Together, these unique factors are powerful indicia that Mr. Epstein is no longer a danger to anyone and will faithfully obey all conditions of release if ordered.
In sum, Mr. Epstein has substantial grounds to challenge the allegations charged by the government in its indictment, and he has every intention of doing so in a lawful, professional, and principled manner. He intends to fight the current charges on their merits and, more, to contest their legality given the inextricable intertwining of the current investigation and his NPA which promised him immunity and a global settlement for offenses including those brought under 18 U.S.C. § 1591. Any perception that Mr. Epstein poses any conceivable danger or flight risk may be readily dispelled by a slate of highly restrictive conditions, which amply suffice to secure his release:
1. Home detention in Mr. Epstein’s Manhattan residence, with permission to leave only for medical appointments as approved by Pretrial Services, including (at the Court’s discretion) the installation of surveillance cameras at the front and rear entrances to ensure compliance.

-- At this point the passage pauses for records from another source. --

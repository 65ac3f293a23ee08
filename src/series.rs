use crate::{
    budget::Bank,
    core::{SeriesColor, SeriesPoint, Year},
    mark::{ChartSpec, ExtendMode},
    project::{project_with_plateau, project_years},
};

/// Assemble the rendered series for a chart: the historical record trimmed
/// to the chart's extent, then an optional projected tail consuming the
/// remaining budget from the year after the trimmed record ends.
#[tracing::instrument(skip(bank, chart))]
pub fn chart_series(bank: &Bank, chart: &ChartSpec) -> Vec<SeriesPoint> {
    let end = chart.stop_at.unwrap_or(chart.max_year);

    let mut series: Vec<SeriesPoint> = bank
        .table()
        .points()
        .iter()
        .filter(|d| d.year >= chart.min_year && d.year <= end)
        .map(|d| SeriesPoint {
            year: d.year,
            emissions: d.emissions,
            color: SeriesColor::Known,
        })
        .collect();

    let Some(extend) = chart.extend else {
        return series;
    };
    let Some(peak) = series.last().map(|p| p.emissions) else {
        return series;
    };

    let remaining = bank.remaining_budget(end);
    let projected = match extend {
        ExtendMode::Steady => project_years(remaining, peak, false),
        ExtendMode::Reduce => {
            project_with_plateau(remaining, peak, chart.steady.unwrap_or(0), true)
        }
    };

    // Flat plateau years keep the steady tag even on a reduce projection.
    let plateau_len = match extend {
        ExtendMode::Steady => projected.len(),
        ExtendMode::Reduce => projected.iter().take_while(|&&v| v == peak).count(),
    };

    for (i, &emissions) in projected.iter().enumerate() {
        series.push(SeriesPoint {
            year: Year(end.0 + 1 + i as i32),
            emissions,
            color: if i < plateau_len {
                SeriesColor::Steady
            } else {
                SeriesColor::Reduce
            },
        });
    }

    series
}

/// Smallest mapped value in `data`, or +inf when empty.
pub fn min_by<T>(data: &[T], f: impl Fn(&T) -> f64) -> f64 {
    data.iter().map(f).fold(f64::INFINITY, f64::min)
}

/// Largest mapped value in `data`, or -inf when empty.
pub fn max_by<T>(data: &[T], f: impl Fn(&T) -> f64) -> f64 {
    data.iter().map(f).fold(f64::NEG_INFINITY, f64::max)
}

2. Electronic monitoring with a Global Positioning System.
3. An agreement not to seek or obtain any new passport during the pendency of this matter.
4. Consent to U.S. extradition from any country and waiver of all rights against such extradition.
5. A substantial personal recognizance bond in an amount set by the Court after reviewing additional information regarding Mr. Epstein’s finances, which Mr. Epstein will seek the Court’s permission to provide via sealed supplemental disclosure.
6. The bond shall be secured by a mortgage on the Manhattan residence, valued at roughly $77 million. Mr. Epstein’s private jet can be pledged as further collateral.
7. Mr. Epstein’s brother Mark will serve as a co-surety of the bond, which shall be further secured by a mortgage on Mark’s home in West Palm Beach, Florida. Mr. Epstein’s friend David Mitchell will also serve as a co-surety and pledge his investment interests in two properties to secure the bond.
8. Mr. Epstein shall deregister or otherwise ground his private jet.
9. He shall demobilize, ground, and/or deregister all vehicles or any other means of transportation in the New York area, providing particularized information as to each vehicle’s location.
10. Mr. Epstein will provide Pretrial Services and/or the government random access to his residence.
11. No person shall enter the residence, other than Mr. Epstein and his attorneys, without prior approval from Pretrial Services and/or the Court.
12. Mr. Epstein will report daily by telephone to Pretrial Services (or on any other schedule the Court deems appropriate).
13. A Trustee or Trustees will be appointed to live in Mr. Epstein’s residence and report any violation to Pretrial Services and/or the Court.
14. Any other condition the Court deems necessary to reasonably assure Mr. Epstein’s appearance.